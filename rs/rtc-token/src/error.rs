use crate::coding::DecodeError;

pub type Result<T> = std::result::Result<T, Error>;

#[derive(thiserror::Error, Debug, Clone, PartialEq, Eq)]
pub enum Error {
	#[error("app id must be 32 hex characters")]
	InvalidAppId,

	#[error("app certificate must be 32 hex characters")]
	InvalidAppCertificate,

	#[error("token has no services")]
	NoServices,

	#[error("field longer than {} bytes", crate::coding::MAX_LEN)]
	FieldTooLong,

	#[error("unsupported version: {0}")]
	UnsupportedVersion(String),

	#[error("invalid base64")]
	InvalidBase64,

	#[error("invalid compression")]
	InvalidCompression,

	#[error("decode error: {0}")]
	Decode(#[from] DecodeError),

	#[error("trailing data")]
	TrailingData,

	#[error("signature mismatch")]
	SignatureMismatch,

	#[error("expiration before issue time")]
	InvalidExpiration,
}
use std::io::{Read, Write};
use std::time::{SystemTime, UNIX_EPOCH};

use base64::Engine;
use base64::engine::general_purpose::STANDARD;
use bytes::{Buf, BufMut, BytesMut};
use flate2::Compression;
use flate2::read::ZlibDecoder;
use flate2::write::ZlibEncoder;
use hmac::{Hmac, Mac};
use rand::Rng;
use serde::Serialize;
use sha2::Sha256;

use crate::coding::{Decode, Encode};
use crate::{Error, Result, Service};

type HmacSha256 = Hmac<Sha256>;

/// Prepended to every encoded token.
pub const VERSION: &str = "007";

/// The default token lifetime in seconds.
pub const DEFAULT_EXPIRE: u32 = 3600;

/// A signed credential granting one or more [Service]s.
///
/// Encoded as [VERSION] followed by base64(zlib(signature + signing info)).
/// The signature is an HMAC-SHA256 keyed by the app certificate, the issue time and a random salt.
#[derive(Clone, Debug, PartialEq, Eq, Serialize)]
pub struct AccessToken {
	pub app_id: String,

	/// Unix timestamp in seconds.
	pub issue_ts: u32,

	/// Lifetime in seconds, relative to `issue_ts`.
	pub expire: u32,

	pub salt: u32,
	pub services: Vec<Service>,

	/// Only populated when parsed.
	#[serde(with = "hex::serde")]
	pub signature: Vec<u8>,

	#[serde(skip)]
	app_certificate: String,
}

impl AccessToken {
	pub fn new(app_id: impl Into<String>, app_certificate: impl Into<String>) -> Self {
		Self {
			app_id: app_id.into(),
			app_certificate: app_certificate.into(),
			issue_ts: now(),
			expire: DEFAULT_EXPIRE,
			salt: rand::rng().random_range(1..=99_999_999),
			services: Vec::new(),
			signature: Vec::new(),
		}
	}

	pub fn issued_at(mut self, issue_ts: u32) -> Self {
		self.issue_ts = issue_ts;
		self
	}

	pub fn expire(mut self, expire: u32) -> Self {
		self.expire = expire;
		self
	}

	pub fn salt(mut self, salt: u32) -> Self {
		self.salt = salt;
		self
	}

	pub fn add_service(mut self, service: impl Into<Service>) -> Self {
		self.services.push(service.into());
		self
	}

	/// The unix timestamp when the token stops being valid.
	pub fn expires_at(&self) -> u64 {
		self.issue_ts as u64 + self.expire as u64
	}

	/// Sign and encode the token.
	pub fn build(&self) -> Result<String> {
		if !is_hex32(&self.app_id) {
			return Err(Error::InvalidAppId);
		}

		if !is_hex32(&self.app_certificate) {
			return Err(Error::InvalidAppCertificate);
		}

		if self.services.is_empty() {
			return Err(Error::NoServices);
		}

		for service in &self.services {
			service.check()?;
		}

		let info = self.signing_info();
		let signature = sign(&self.app_certificate, self.issue_ts, self.salt, &info);

		let mut body = BytesMut::new();
		signature.encode(&mut body);
		body.put_slice(&info);

		let mut encoder = ZlibEncoder::new(Vec::new(), Compression::default());
		encoder.write_all(&body).map_err(|_| Error::InvalidCompression)?;
		let compressed = encoder.finish().map_err(|_| Error::InvalidCompression)?;

		Ok(format!("{}{}", VERSION, STANDARD.encode(compressed)))
	}

	/// Decode a token without checking the signature.
	pub fn parse(token: &str) -> Result<Self> {
		let (version, encoded) = token.split_at_checked(VERSION.len()).unwrap_or((token, ""));
		if version != VERSION {
			return Err(Error::UnsupportedVersion(version.to_string()));
		}

		let compressed = STANDARD.decode(encoded).map_err(|_| Error::InvalidBase64)?;

		let mut body = Vec::new();
		ZlibDecoder::new(compressed.as_slice())
			.read_to_end(&mut body)
			.map_err(|_| Error::InvalidCompression)?;

		let mut buf = body.as_slice();
		let signature = Vec::<u8>::decode(&mut buf)?;
		let app_id = String::decode(&mut buf)?;
		let issue_ts = u32::decode(&mut buf)?;
		let expire = u32::decode(&mut buf)?;
		let salt = u32::decode(&mut buf)?;

		let count = u16::decode(&mut buf)?;
		let mut services = Vec::with_capacity(count as usize);
		for _ in 0..count {
			services.push(Service::decode(&mut buf)?);
		}

		if buf.has_remaining() {
			return Err(Error::TrailingData);
		}

		Ok(Self {
			app_id,
			app_certificate: String::new(),
			issue_ts,
			expire,
			salt,
			services,
			signature,
		})
	}

	/// Check the signature of a parsed token against the given certificate.
	pub fn verify(&self, app_certificate: &str) -> Result<()> {
		let info = self.signing_info();

		let mut mac = signing_mac(app_certificate, self.issue_ts, self.salt);
		mac.update(&info);
		mac.verify_slice(&self.signature).map_err(|_| Error::SignatureMismatch)
	}

	fn signing_info(&self) -> Vec<u8> {
		let mut buf = BytesMut::new();
		self.app_id.encode(&mut buf);
		self.issue_ts.encode(&mut buf);
		self.expire.encode(&mut buf);
		self.salt.encode(&mut buf);
		(self.services.len() as u16).encode(&mut buf);

		for service in &self.services {
			service.encode(&mut buf);
		}

		buf.to_vec()
	}
}

fn signing_mac(app_certificate: &str, issue_ts: u32, salt: u32) -> HmacSha256 {
	let key = hmac_sha256(&issue_ts.to_le_bytes(), app_certificate.as_bytes());
	let key = hmac_sha256(&salt.to_le_bytes(), &key);

	HmacSha256::new_from_slice(&key).expect("hmac accepts any key length")
}

fn sign(app_certificate: &str, issue_ts: u32, salt: u32, info: &[u8]) -> Vec<u8> {
	let mut mac = signing_mac(app_certificate, issue_ts, salt);
	mac.update(info);
	mac.finalize().into_bytes().to_vec()
}

fn hmac_sha256(key: &[u8], message: &[u8]) -> Vec<u8> {
	let mut mac = HmacSha256::new_from_slice(key).expect("hmac accepts any key length");
	mac.update(message);
	mac.finalize().into_bytes().to_vec()
}

fn is_hex32(value: &str) -> bool {
	value.len() == 32 && value.bytes().all(|b| b.is_ascii_hexdigit())
}

fn now() -> u32 {
	SystemTime::now()
		.duration_since(UNIX_EPOCH)
		.map(|d| d.as_secs() as u32)
		.unwrap_or_default()
}
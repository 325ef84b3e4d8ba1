use std::sync::Arc;
use std::time::{SystemTime, UNIX_EPOCH};

use rtc_token::Role;
use serde::{Deserialize, Serialize};

use crate::{CallerIdentity, Credentials, IssueError, TokenSigner};

/// How long an issued token stays valid, in seconds.
pub const TOKEN_LIFETIME: u64 = 3600;

/// Every caller may both send and receive media.
pub const TOKEN_ROLE: Role = Role::Publisher;

/// The token format stores the channel name behind a `u16` length.
pub const MAX_CHANNEL_NAME_LEN: usize = rtc_token::coding::MAX_LEN;

#[derive(Clone, Debug, Default, Deserialize)]
#[serde(rename_all = "camelCase")]
pub struct IssueRequest {
	pub channel_name: Option<String>,
}

#[derive(Clone, Debug, Serialize)]
pub struct IssueResponse {
	pub token: String,
}

/// Validates a request and delegates signing.
///
/// Holds no mutable state; one instance is shared by every request.
pub struct Issuer {
	credentials: Option<Credentials>,
	signer: Arc<dyn TokenSigner>,
}

impl Issuer {
	pub fn new(credentials: Option<Credentials>, signer: Arc<dyn TokenSigner>) -> Self {
		Self { credentials, signer }
	}

	pub fn issue(
		&self,
		identity: Option<&CallerIdentity>,
		request: &IssueRequest,
	) -> Result<IssueResponse, IssueError> {
		self.issue_at(identity, request, now())
	}

	#[tracing::instrument("issue", skip_all, fields(uid, channel))]
	pub fn issue_at(
		&self,
		identity: Option<&CallerIdentity>,
		request: &IssueRequest,
		issued_at: u64,
	) -> Result<IssueResponse, IssueError> {
		let identity = identity.ok_or(IssueError::Unauthenticated)?;
		tracing::Span::current().record("uid", identity.as_str());

		let channel_name = match request.channel_name.as_deref() {
			Some(channel) if !channel.is_empty() && channel.len() <= MAX_CHANNEL_NAME_LEN => channel,
			_ => return Err(IssueError::InvalidArgument),
		};
		tracing::Span::current().record("channel", channel_name);

		let credentials = self.credentials.as_ref().ok_or_else(|| {
			tracing::error!("server credentials are not configured");
			IssueError::MissingCredentials
		})?;

		let expires_at = issued_at + TOKEN_LIFETIME;

		let token = self
			.signer
			.sign(credentials, channel_name, identity.as_str(), TOKEN_ROLE, issued_at, expires_at)
			.map_err(|err| {
				tracing::error!(%err, "failed to sign token");
				IssueError::SignerFailed
			})?;

		tracing::debug!(expires_at, "issued token");

		Ok(IssueResponse { token })
	}
}

fn now() -> u64 {
	SystemTime::now()
		.duration_since(UNIX_EPOCH)
		.map(|d| d.as_secs())
		.unwrap_or_default()
}
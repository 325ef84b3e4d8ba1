use clap::Args;
use serde::Deserialize;
use serde_with::DisplayFromStr;
use tracing::Level;
use tracing::level_filters::LevelFilter;
use tracing_subscriber::layer::SubscriberExt;
use tracing_subscriber::util::SubscriberInitExt;
use tracing_subscriber::{EnvFilter, Layer};

#[serde_with::serde_as]
#[derive(Args, Clone, Debug, Default, Deserialize)]
#[serde(deny_unknown_fields, default)]
pub struct Log {
	/// The level filter to use, defaults to info.
	///
	/// RUST_LOG directives are applied on top of this.
	#[serde_as(as = "Option<DisplayFromStr>")]
	#[arg(id = "log-level", long = "log-level", env = "LOG_LEVEL")]
	pub level: Option<Level>,

	/// Write logs as JSON lines instead of text.
	#[arg(id = "log-json", long = "log-json", num_args = 0..=1, default_missing_value = "true")]
	pub json: Option<bool>,
}

impl Log {
	pub fn level(&self) -> LevelFilter {
		LevelFilter::from_level(self.level.unwrap_or(Level::INFO))
	}

	pub fn init(&self) -> anyhow::Result<()> {
		let filter = EnvFilter::builder()
			.with_default_directive(self.level().into())
			.from_env_lossy()
			.add_directive("h2=warn".parse()?)
			.add_directive("hyper=info".parse()?)
			.add_directive("tokio=info".parse()?);

		let registry = tracing_subscriber::registry();

		if self.json.unwrap_or(false) {
			let fmt_layer = tracing_subscriber::fmt::layer()
				.json()
				.with_writer(std::io::stderr)
				.with_filter(filter);
			registry.with(fmt_layer).try_init()?;
		} else {
			let fmt_layer = tracing_subscriber::fmt::layer()
				.with_writer(std::io::stderr)
				.with_filter(filter);
			registry.with(fmt_layer).try_init()?;
		}

		Ok(())
	}
}
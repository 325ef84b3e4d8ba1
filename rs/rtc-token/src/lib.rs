//! Signed access tokens for joining real-time audio/video channels.
//!
//! Tokens use the AccessToken2 format: a versioned, compressed, HMAC-signed body listing
//! the [Service]s and privileges granted to a user, each with an expiration.
//!
//! See [RtcTokenBuilder] for the common case and [AccessToken] for encoding and verification.

mod access_token;
mod builder;
mod error;
mod service;

pub mod coding;

pub use access_token::*;
pub use builder::*;
pub use error::*;
pub use service::*;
══════════════════════════════
▶ **Prompt**:
Would you please show every line of the material above that includes the string "Span"?

▶ **Answer to this task**:
		tracing::Span::current().record("uid", identity.as_str());
		tracing::Span::current().record("channel", channel_name);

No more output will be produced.